Oyster Bay by Marlowe D'Oriano

Oyster Bay, 48"x48", 2014. First in a new series of oyster paintings.

According to local wisdom, months that contain the letter "R" are the best for eating oysters, at least in the Chesapeake Bay area. If this is true, then we have now entered Oyster Season. I love to eat oysters on the half shell and am lucky enough to live in an area where this is part of the local culture. I can have my pick of several restaurants that offer an array of oysters from different areas. Or I can just go pick up a few dozen at one of the seafood markets on Lynnhaven Inlet.

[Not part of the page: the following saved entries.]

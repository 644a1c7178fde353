//! Command encoding and CRLF frame decoding.
//!
//! Outbound commands are single JSON objects terminated by `\r\n`. Inbound
//! bytes arrive in arbitrary chunks; [`FrameDecoder`] keeps the carry-over
//! between reads and yields one [`Frame`] per complete line.

use crate::error::{ScopeError, ScopeResult};
use crate::model::{CommandEnvelope, Frame};
use serde_json::Value;
use std::sync::atomic::{AtomicU64, Ordering};

/// Frame terminator on the wire.
pub const FRAME_TERMINATOR: &[u8] = b"\r\n";

/// A command ready for the transport.
#[derive(Clone, Debug, PartialEq)]
pub struct EncodedCommand {
    pub envelope: CommandEnvelope,
    /// Serialized envelope including the trailing `\r\n`.
    pub bytes: Vec<u8>,
}

impl EncodedCommand {
    pub fn id(&self) -> u64 {
        self.envelope.id
    }
}

/// Allocates command ids and serializes envelopes.
///
/// Ids start at the configured base and only ever increase; an id is
/// consumed even when serialization fails.
#[derive(Debug)]
pub struct CommandCodec {
    next_id: AtomicU64,
}

impl CommandCodec {
    pub fn new(base: u64) -> Self {
        Self {
            next_id: AtomicU64::new(base),
        }
    }

    /// Id the next `encode` call will assign.
    pub fn peek_next_id(&self) -> u64 {
        self.next_id.load(Ordering::SeqCst)
    }

    pub fn encode(&self, method: &str, params: Option<Value>) -> ScopeResult<EncodedCommand> {
        let id = self.next_id.fetch_add(1, Ordering::SeqCst);
        let envelope = CommandEnvelope {
            id,
            method: method.to_string(),
            params,
        };
        let mut bytes = serde_json::to_vec(&envelope).map_err(|err| {
            ScopeError::protocol(
                format!("failed to serialize {method}"),
                serde_json::json!({ "source": err.to_string() }),
            )
        })?;
        bytes.extend_from_slice(FRAME_TERMINATOR);
        Ok(EncodedCommand { envelope, bytes })
    }
}

/// Extract the first complete frame from `buffer`.
///
/// Returns `None` when no terminator is present yet. Otherwise returns the
/// decode result for the first line and the unconsumed remainder. A blank
/// line is a protocol error here; [`FrameDecoder`] skips them.
pub fn decode_frame(buffer: &[u8]) -> Option<(ScopeResult<Frame>, &[u8])> {
    let end = find_terminator(buffer)?;
    let line = buffer.get(..end)?;
    let rest = buffer.get(end + FRAME_TERMINATOR.len()..)?;
    Some((parse_frame(line), rest))
}

fn find_terminator(buffer: &[u8]) -> Option<usize> {
    buffer
        .windows(FRAME_TERMINATOR.len())
        .position(|window| window == FRAME_TERMINATOR)
}

fn parse_frame(line: &[u8]) -> ScopeResult<Frame> {
    match serde_json::from_slice::<Value>(line) {
        Ok(Value::Object(fields)) => Ok(Frame::new(fields)),
        Ok(other) => Err(ScopeError::protocol(
            "frame is not a JSON object",
            serde_json::json!({ "frame": other }),
        )),
        Err(err) => Err(ScopeError::protocol(
            "malformed JSON frame",
            serde_json::json!({
                "source": err.to_string(),
                "frame": String::from_utf8_lossy(line),
            }),
        )),
    }
}

/// Reassembles frames from partial socket reads.
#[derive(Debug, Default)]
pub struct FrameDecoder {
    pending: Vec<u8>,
}

impl FrameDecoder {
    pub fn new() -> Self {
        Self::default()
    }

    /// Append freshly received bytes.
    pub fn push(&mut self, chunk: &[u8]) {
        self.pending.extend_from_slice(chunk);
    }

    /// Next complete frame, skipping blank lines. `None` when more bytes are needed.
    pub fn next_frame(&mut self) -> Option<ScopeResult<Frame>> {
        loop {
            let end = find_terminator(&self.pending)?;
            let line: Vec<u8> = self
                .pending
                .drain(..end + FRAME_TERMINATOR.len())
                .take(end)
                .collect();
            if line.iter().all(u8::is_ascii_whitespace) {
                continue;
            }
            return Some(parse_frame(&line));
        }
    }

    /// Bytes still waiting for a terminator.
    pub fn pending_len(&self) -> usize {
        self.pending.len()
    }

    /// Drop any partial frame. Returns how many bytes were discarded.
    pub fn clear(&mut self) -> usize {
        let dropped = self.pending.len();
        self.pending.clear();
        dropped
    }
}

#[cfg(test)]
mod tests {
    use super::*;
    use crate::error::ErrorCode;

    #[test]
    fn ids_start_at_base_and_increase() {
        let codec = CommandCodec::new(999);
        let ids: Vec<u64> = (0..50)
            .filter_map(|_| codec.encode("test_connection", None).ok())
            .map(|cmd| cmd.id())
            .collect();
        assert_eq!(ids.len(), 50);
        assert_eq!(ids.first(), Some(&999));
        assert!(ids.windows(2).all(|pair| pair.first() < pair.get(1)));
        assert_eq!(codec.peek_next_id(), 1049);
    }

    #[test]
    fn encoded_line_ends_with_crlf() {
        let codec = CommandCodec::new(1);
        let cmd = codec
            .encode("iscope_start_stack", Some(serde_json::json!({"restart": true})))
            .ok();
        let text = cmd.map(|c| String::from_utf8_lossy(&c.bytes).into_owned()).unwrap_or_default();
        assert_eq!(
            text,
            "{\"id\":1,\"method\":\"iscope_start_stack\",\"params\":{\"restart\":true}}\r\n"
        );
    }

    #[test]
    fn decode_frame_returns_remainder() {
        let buffer = b"{\"a\":1}\r\n{\"b\":";
        let (frame, rest) = decode_frame(buffer).unwrap_or((Err(ScopeError::internal("none")), b""));
        assert!(frame.is_ok());
        assert_eq!(rest, b"{\"b\":");
        assert!(decode_frame(rest).is_none());
    }

    #[test]
    fn malformed_frame_does_not_poison_following_frames() {
        let mut decoder = FrameDecoder::new();
        decoder.push(b"{not json}\r\n[1,2]\r\n\r\n{\"Event\":\"AutoGoto\",\"state\":\"complete\"}\r\n");
        let first = decoder.next_frame();
        assert_eq!(first.and_then(Result::err).map(|e| e.code), Some(ErrorCode::Protocol));
        let second = decoder.next_frame();
        assert_eq!(second.and_then(Result::err).map(|e| e.code), Some(ErrorCode::Protocol));
        let third = decoder.next_frame().and_then(Result::ok);
        assert_eq!(third.and_then(|f| f.state().map(str::to_string)), Some("complete".to_string()));
        assert!(decoder.next_frame().is_none());
        assert_eq!(decoder.pending_len(), 0);
    }

    #[test]
    fn split_terminator_waits_for_newline() {
        let mut decoder = FrameDecoder::new();
        decoder.push(b"{\"id\":1}\r");
        assert!(decoder.next_frame().is_none());
        decoder.push(b"\n");
        assert!(decoder.next_frame().is_some_and(|f| f.is_ok()));
    }

    fn drain(decoder: &mut FrameDecoder, into: &mut Vec<Option<Frame>>) {
        while let Some(decoded) = decoder.next_frame() {
            into.push(decoded.ok());
        }
    }

    #[test]
    fn every_split_point_decodes_like_the_whole_stream() {
        let stream = "{\"method\":\"scope_get_equ_coord\",\"result\":{\"ra\":13.4,\"dec\":47.2}}\r\n\
                      {\"Event\":\"Stack\",\"target_name\":\"Ω Cen\",\"note\":\"η Car → done\"}\r\n\
                      {\"Event\":\"AutoGoto\",\"state\":\"complete\"}\r\n"
            .as_bytes();

        let mut whole = FrameDecoder::new();
        whole.push(stream);
        let mut expected = Vec::new();
        drain(&mut whole, &mut expected);
        assert_eq!(expected.len(), 3);
        assert!(expected.iter().all(Option::is_some));
        let name = expected
            .get(1)
            .and_then(Option::as_ref)
            .and_then(|f| f.fields().get("target_name").cloned());
        assert_eq!(name, Some(serde_json::json!("Ω Cen")));

        for split in 0..=stream.len() {
            let mut decoder = FrameDecoder::new();
            let mut frames = Vec::new();
            decoder.push(stream.get(..split).unwrap_or_default());
            drain(&mut decoder, &mut frames);
            decoder.push(stream.get(split..).unwrap_or_default());
            drain(&mut decoder, &mut frames);
            assert_eq!(frames, expected, "split at byte {split}");
            assert_eq!(decoder.pending_len(), 0, "split at byte {split}");
        }

        let mut trickle = FrameDecoder::new();
        let mut frames = Vec::new();
        for byte in stream.chunks(1) {
            trickle.push(byte);
            drain(&mut trickle, &mut frames);
        }
        assert_eq!(frames, expected);
    }

    #[test]
    fn clear_discards_partial_frame() {
        let mut decoder = FrameDecoder::new();
        decoder.push(b"{\"Event\":\"AutoGoto\",\"sta");
        assert_eq!(decoder.clear(), 24);
        decoder.push(b"{\"Event\":\"AutoGoto\",\"state\":\"complete\"}\r\n");
        let frame = decoder.next_frame().and_then(Result::ok);
        assert_eq!(frame.and_then(|f| f.goto_outcome()), Some(crate::model::OperationState::Complete));
        assert_eq!(decoder.clear(), 0);
    }
}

This is a privilege I do not take for granted. There have been many efforts made to restore the oyster population in the Bay over the last several years, it having been decimated to only 1% of historic levels due to over-harvesting, pollution and disease. (Read about the important work of Lynnhaven River Now and the Chesapeake Bay Foundation and find out how to help.) Saving the oysters is not just important for coastal economies, it is an vital part of restoring the Chesapeake Bay.

My passion for oysters is not only culinary or environmental, but certainly artistic. The textures and colors of their shells are an amazing microcosm of the colors of the sea and sky of the Atlantic coast. Though many may not find these the most attractive shells on the shore, there is something about the combination of the dark, rough, craggy exterior contrasted with the pale hues of the silky smooth interior that captures an essence of coastal terrain and atmosphere in a way that eludes daintier mollusks. In other words, the oyster, just by existing, accomplishes much of what I strive to do in painting.


Of course the more popular way the oyster offers us beauty is in the pearl. It's ability to turn an ongoing irritation into a pristinely beautiful object makes the oyster a perfect metaphor for the creative process. Being a vital part of the marine ecosystem as a filter of the ocean is another reason it is such an apt symbol for turning something bad into good. (For the Buddhists out there, maybe they are little practioners of underwater tonglen.)

In this new series of paintings, I am excited to explore the wisdom of the oyster and what it can teach me as an artist about texture and color. (And yes, sorry oysters, but also how you pair with the perfect white wine.)